▸ **Work to complete**
Reproduce exactly the lines below, from the first through the one containing "an HTTP endpoint.", and nothing more.
** Opening Dataset extract block **
//! Error types for the long-poll multiplexer.
//!
//! Steady-state polling never surfaces an error to the caller: transport
//! and decode failures fold into the bounce/disconnect classification and
//! the loop self-heals via backoff. Only construction-time configuration
//! problems are returned as `Err`.

use thiserror::Error;

/// Problem with client configuration, detected before any network call.
#[derive(Debug, Error)]
pub enum ConfigError {
    /// The base URL could not be parsed at all.
    #[error("invalid base URL: {0}")]
    Url(#[from] url::ParseError),

    /// The base URL parsed but is not usable as an HTTP endpoint.
    #[error("base URL must be a fully-qualified http(s) URL, {0:?} given")]
    NotFullyQualified(String),
}

/// Problem decoding a poll response body.
///
/// A decode error never aborts the poll loop; it is logged together with
/// the offending payload and counted toward bounce classification. No
/// cursor is updated from a response that fails to decode.
#[derive(Debug, Error)]
pub enum DecodeError {
    /// The body is not valid JSON.
    #[error("response is not complete JSON: {0}")]
    Json(#[from] serde_json::Error),

    /// The top-level JSON value is not an array.
    #[error("response is not a JSON array")]
    NotAnArray,

    /// An array element is not an object.
    #[error("response part {index} is not an object")]
    MalformedPart {
        /// Zero-based index of the offending part.
        index: usize,
    },

    /// An array element has no `ids` property.
    #[error("cannot find \"ids\" property within response part {index}")]
    MissingIds {
        /// Zero-based index of the offending part.
        index: usize,
    },

    /// The `ids` property of a part is not an object.
    #[error("\"ids\" property of response part {index} is not an object")]
    MalformedIds {
        /// Zero-based index of the offending part.
        index: usize,
    },

    /// An array element has no `data` property.
    #[error("cannot find \"data\" property within response part {index}")]
    MissingData {
        /// Zero-based index of the offending part.
        index: usize,
    },

    /// A cursor value is not a non-negative integer.
    #[error("cursor for ID {id:?} is not a non-negative integer")]
    InvalidCursor {
        /// The channel identifier whose cursor was malformed, as received
        /// on the wire (namespace prefix intact).
        id: String,
    },
}

#[cfg(test)]
mod tests {
    use super::*;

    #[test]
    fn config_error_displays() {
        let err = ConfigError::NotFullyQualified("ftp".into());
        assert_eq!(
            format!("{err}"),
            "base URL must be a fully-qualified http(s) URL, \"ftp\" given"
        );
    }

    #[test]
    fn decode_error_displays() {
        let err = DecodeError::MissingIds { index: 2 };
        assert_eq!(
            format!("{err}"),
            "cannot find \"ids\" property within response part 2"
        );

        let err = DecodeError::InvalidCursor { id: "ns_a".into() };
        assert_eq!(
            format!("{err}"),
            "cursor for ID \"ns_a\" is not a non-negative integer"
        );
    }
}
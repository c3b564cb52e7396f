//! Transport abstraction for issuing poll requests.
//!
//! The poll loop only needs one capability: issue a single async HTTP
//! request described by a [`RequestDescriptor`] and observe its completion
//! exactly once. Abstracting this behind [`HttpTransport`] keeps the loop
//! testable against a scripted transport and lets embedders swap in their
//! own HTTP stack.

use std::time::Duration;

use futures::{future::BoxFuture, FutureExt};

use crate::request::{Method, RequestDescriptor};

/// A completed HTTP exchange, as much of it as the poll loop cares about.
#[derive(Debug, Clone)]
pub struct TransportResponse {
    /// HTTP status code.
    pub status: u16,

    /// Response body text.
    pub body: String,
}

/// A minimal async HTTP client for poll requests.
///
/// Implementations must resolve the returned future at most once per
/// `issue` call. Cancellation is dropping the future: a dropped request
/// must abort without any completion being observed, which is how the
/// client guarantees that an explicit re-arm is never misread as a
/// connection failure.
///
/// Transports are `Clone` so the poll task can hold its own handle
/// without keeping the rest of the client state alive.
pub trait HttpTransport: Clone + Send + Sync + 'static {
    /// The error type for transport-level failures.
    type Error: std::error::Error + Send + 'static;

    /// Issue one HTTP request.
    fn issue(
        &self,
        request: &RequestDescriptor,
    ) -> BoxFuture<'_, Result<TransportResponse, Self::Error>>;
}

/// A [`reqwest`]-backed implementation of [`HttpTransport`].
#[derive(Debug, Clone)]
pub struct ReqwestTransport {
    inner: reqwest::Client,
}

impl ReqwestTransport {
    /// Create a transport with default settings.
    #[must_use]
    pub fn new() -> Self {
        Self {
            inner: reqwest::Client::new(),
        }
    }

    /// Create a transport with a per-request timeout.
    ///
    /// The timeout should exceed the server's wait timeout by a grace
    /// margin, so that a legitimately idle long poll is answered by the
    /// server rather than cut off by the socket.
    #[must_use]
    pub fn with_timeout(timeout: Duration) -> Self {
        Self {
            inner: reqwest::Client::builder()
                .timeout(timeout)
                .build()
                .unwrap_or_else(|_| reqwest::Client::new()),
        }
    }
}

impl Default for ReqwestTransport {
    fn default() -> Self {
        Self::new()
    }
}

impl HttpTransport for ReqwestTransport {
    type Error = reqwest::Error;

    fn issue(
        &self,
        request: &RequestDescriptor,
    ) -> BoxFuture<'_, Result<TransportResponse, Self::Error>> {
        let builder = match request.method {
            Method::Get => self.inner.get(&request.target),
            Method::Post => self
                .inner
                .post(&request.target)
                .body(request.body.clone().unwrap_or_default()),
        };

        async move {
            let response = builder.send().await?;
            let status = response.status().as_u16();
            let body = response.text().await?;

            Ok(TransportResponse { status, body })
        }
        .boxed()
    }
}
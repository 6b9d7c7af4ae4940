//! Sideline identity and request/payload types.

pub mod controller;
pub mod coordinator;
pub mod factory;
pub mod virtual_source;

use std::fmt;

use serde::{Deserialize, Serialize};
use uuid::Uuid;

use crate::log::OffsetMap;
use crate::messaging::filter::FilterStep;

/// Identifier of one sideline request. Generated when a sideline starts and
/// stable across restarts through its string form.
#[derive(Debug, Clone, PartialEq, Eq, Hash, PartialOrd, Ord, Serialize, Deserialize)]
#[serde(transparent)]
pub struct SidelineId(String);

impl SidelineId {
    pub fn generate() -> Self {
        Self(Uuid::new_v4().to_string())
    }

    pub fn as_str(&self) -> &str {
        &self.0
    }
}

impl fmt::Display for SidelineId {
    fn fmt(&self, f: &mut fmt::Formatter<'_>) -> fmt::Result {
        f.write_str(&self.0)
    }
}

impl From<&str> for SidelineId {
    fn from(value: &str) -> Self {
        Self(value.to_string())
    }
}

/// Whether a persisted request marks the start or the stop of a sideline.
#[derive(Debug, Clone, Copy, PartialEq, Eq, Serialize, Deserialize)]
#[serde(rename_all = "UPPERCASE")]
pub enum SidelineType {
    Start,
    Stop,
}

/// An operator request to divert (or stop diverting) matching records.
#[derive(Debug, Clone, PartialEq)]
pub struct SidelineRequest {
    pub steps: Vec<FilterStep>,
}

impl SidelineRequest {
    pub fn new(steps: Vec<FilterStep>) -> Self {
        Self { steps }
    }
}

/// Fully reconstituted sideline state for one identifier, assembled from the
/// per-partition records the persistence adapter stores.
#[derive(Debug, Clone, PartialEq)]
pub struct SidelinePayload {
    pub sideline_type: SidelineType,
    pub id: SidelineId,
    pub steps: Vec<FilterStep>,
    pub starting_state: OffsetMap,
    /// Absent while the sideline is still active (START payloads).
    pub ending_state: Option<OffsetMap>,
}
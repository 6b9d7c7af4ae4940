//! Metrics sink boundary.
//!
//! All calls are best-effort and never fail the caller. Scopes identify the
//! component emitting (e.g. a source id), names the series within it.

use std::collections::HashMap;
use std::time::Duration;

use parking_lot::Mutex;
use tracing::debug;

/// Sink for counters, timers, and gauges.
pub trait MetricsRecorder: Send + Sync {
    fn count(&self, scope: &str, name: &str, delta: u64);
    fn timer(&self, scope: &str, name: &str, elapsed: Duration);
    fn gauge(&self, scope: &str, name: &str, value: f64);
}

/// Discards everything.
#[derive(Debug, Default)]
pub struct NoopMetrics;

impl MetricsRecorder for NoopMetrics {
    fn count(&self, _scope: &str, _name: &str, _delta: u64) {}
    fn timer(&self, _scope: &str, _name: &str, _elapsed: Duration) {}
    fn gauge(&self, _scope: &str, _name: &str, _value: f64) {}
}

/// Emits every datapoint as a debug-level trace event.
#[derive(Debug, Default)]
pub struct TracingMetrics;

impl MetricsRecorder for TracingMetrics {
    fn count(&self, scope: &str, name: &str, delta: u64) {
        debug!(scope, name, delta, "count");
    }

    fn timer(&self, scope: &str, name: &str, elapsed: Duration) {
        debug!(scope, name, elapsed_ms = elapsed.as_millis() as u64, "timer");
    }

    fn gauge(&self, scope: &str, name: &str, value: f64) {
        debug!(scope, name, value, "gauge");
    }
}

/// Accumulates datapoints in memory so tests can assert on them.
#[derive(Debug, Default)]
pub struct InMemoryMetrics {
    counters: Mutex<HashMap<(String, String), u64>>,
    timers: Mutex<HashMap<(String, String), Vec<Duration>>>,
    gauges: Mutex<HashMap<(String, String), f64>>,
}

impl InMemoryMetrics {
    pub fn new() -> Self {
        Self::default()
    }

    pub fn counter(&self, scope: &str, name: &str) -> u64 {
        self.counters
            .lock()
            .get(&(scope.to_string(), name.to_string()))
            .copied()
            .unwrap_or(0)
    }

    pub fn gauge_value(&self, scope: &str, name: &str) -> Option<f64> {
        self.gauges
            .lock()
            .get(&(scope.to_string(), name.to_string()))
            .copied()
    }

    pub fn timer_samples(&self, scope: &str, name: &str) -> usize {
        self.timers
            .lock()
            .get(&(scope.to_string(), name.to_string()))
            .map(Vec::len)
            .unwrap_or(0)
    }
}

impl MetricsRecorder for InMemoryMetrics {
    fn count(&self, scope: &str, name: &str, delta: u64) {
        *self
            .counters
            .lock()
            .entry((scope.to_string(), name.to_string()))
            .or_insert(0) += delta;
    }

    fn timer(&self, scope: &str, name: &str, elapsed: Duration) {
        self.timers
            .lock()
            .entry((scope.to_string(), name.to_string()))
            .or_default()
            .push(elapsed);
    }

    fn gauge(&self, scope: &str, name: &str, value: f64) {
        self.gauges
            .lock()
            .insert((scope.to_string(), name.to_string()), value);
    }
}

#[cfg(test)]
mod tests {
    use super::*;

    #[test]
    fn counters_accumulate() {
        let metrics = InMemoryMetrics::new();
        metrics.count("firehose-0", "emit", 1);
        metrics.count("firehose-0", "emit", 2);
        assert_eq!(metrics.counter("firehose-0", "emit"), 3);
        assert_eq!(metrics.counter("firehose-0", "ack"), 0);
    }

    #[test]
    fn gauges_keep_the_latest_value() {
        let metrics = InMemoryMetrics::new();
        metrics.gauge("buffer", "depth", 4.0);
        metrics.gauge("buffer", "depth", 2.0);
        assert_eq!(metrics.gauge_value("buffer", "depth"), Some(2.0));
    }
}
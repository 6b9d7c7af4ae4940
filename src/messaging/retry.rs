//! Failed-message retry policies.
//!
//! A policy decides whether a failed message may be replayed and when it
//! becomes eligible. All time arithmetic goes through the injected [`Clock`]
//! so tests drive the schedule with virtual time.

use std::collections::{BTreeMap, HashMap};
use std::time::{Duration, Instant};

use crate::core::time::Clock;
use crate::messaging::MessageId;

/// Decides when/whether a failed message is replayed.
pub trait RetryPolicy: Send {
    /// Record a failure and schedule the next eligible attempt.
    fn failed(&mut self, id: &MessageId);

    /// Whether another attempt is permitted for this id.
    fn retry_further(&mut self, id: &MessageId) -> bool;

    /// The id whose scheduled time has passed, lowest scheduled time first;
    /// ties broken by insertion order. Non-blocking.
    fn next_eligible(&mut self) -> Option<MessageId>;

    /// Drop all tracking for this id.
    fn acked(&mut self, id: &MessageId);
}

/// Always gives up: every failure is permanent.
#[derive(Debug, Default)]
pub struct NeverRetry;

impl RetryPolicy for NeverRetry {
    fn failed(&mut self, _id: &MessageId) {}

    fn retry_further(&mut self, _id: &MessageId) -> bool {
        false
    }

    fn next_eligible(&mut self) -> Option<MessageId> {
        None
    }

    fn acked(&mut self, _id: &MessageId) {}
}

/// Retries up to `max_retries` times with exponentially growing delays:
/// attempt `n` becomes eligible `initial_delay * multiplier^(n-1)` after the
/// failure that scheduled it.
pub struct ExponentialBackoff<C: Clock> {
    clock: C,
    max_retries: u32,
    initial_delay: Duration,
    multiplier: f64,
    fail_counts: HashMap<MessageId, u32>,
    schedule: BTreeMap<(Instant, u64), MessageId>,
    scheduled_keys: HashMap<MessageId, (Instant, u64)>,
    next_seq: u64,
}

impl<C: Clock> ExponentialBackoff<C> {
    pub fn new(clock: C, max_retries: u32, initial_delay: Duration, multiplier: f64) -> Self {
        Self {
            clock,
            max_retries,
            initial_delay,
            multiplier,
            fail_counts: HashMap::new(),
            schedule: BTreeMap::new(),
            scheduled_keys: HashMap::new(),
            next_seq: 0,
        }
    }

    fn delay_for(&self, fail_count: u32) -> Duration {
        let factor = self.multiplier.powi(fail_count.saturating_sub(1) as i32);
        self.initial_delay.mul_f64(factor.max(0.0))
    }

    fn unschedule(&mut self, id: &MessageId) {
        if let Some(key) = self.scheduled_keys.remove(id) {
            self.schedule.remove(&key);
        }
    }
}

impl<C: Clock> RetryPolicy for ExponentialBackoff<C> {
    fn failed(&mut self, id: &MessageId) {
        let count = self.fail_counts.entry(id.clone()).or_insert(0);
        *count += 1;
        let count = *count;
        let eligible_at = self.clock.now() + self.delay_for(count);
        self.unschedule(id);
        let key = (eligible_at, self.next_seq);
        self.next_seq += 1;
        self.schedule.insert(key, id.clone());
        self.scheduled_keys.insert(id.clone(), key);
    }

    fn retry_further(&mut self, id: &MessageId) -> bool {
        self.fail_counts.get(id).copied().unwrap_or(0) < self.max_retries
    }

    fn next_eligible(&mut self) -> Option<MessageId> {
        let now = self.clock.now();
        let (&key, _) = self.schedule.first_key_value()?;
        if key.0 > now {
            return None;
        }
        let id = self.schedule.remove(&key).expect("key just observed");
        self.scheduled_keys.remove(&id);
        // Fail count is kept until the message is acked so a later failure
        // keeps backing off from where it left.
        Some(id)
    }

    fn acked(&mut self, id: &MessageId) {
        self.fail_counts.remove(id);
        self.unschedule(id);
    }
}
** Closing Dataset extract block **
▸ **Answer box**
//! Error types for the long-poll multiplexer.
//!
//! Steady-state polling never surfaces an error to the caller: transport
//! and decode failures fold into the bounce/disconnect classification and
//! the loop self-heals via backoff. Only construction-time configuration
//! problems are returned as `Err`.

use thiserror::Error;

/// Problem with client configuration, detected before any network call.
#[derive(Debug, Error)]
pub enum ConfigError {
    /// The base URL could not be parsed at all.
    #[error("invalid base URL: {0}")]
    Url(#[from] url::ParseError),

    /// The base URL parsed but is not usable as an HTTP endpoint.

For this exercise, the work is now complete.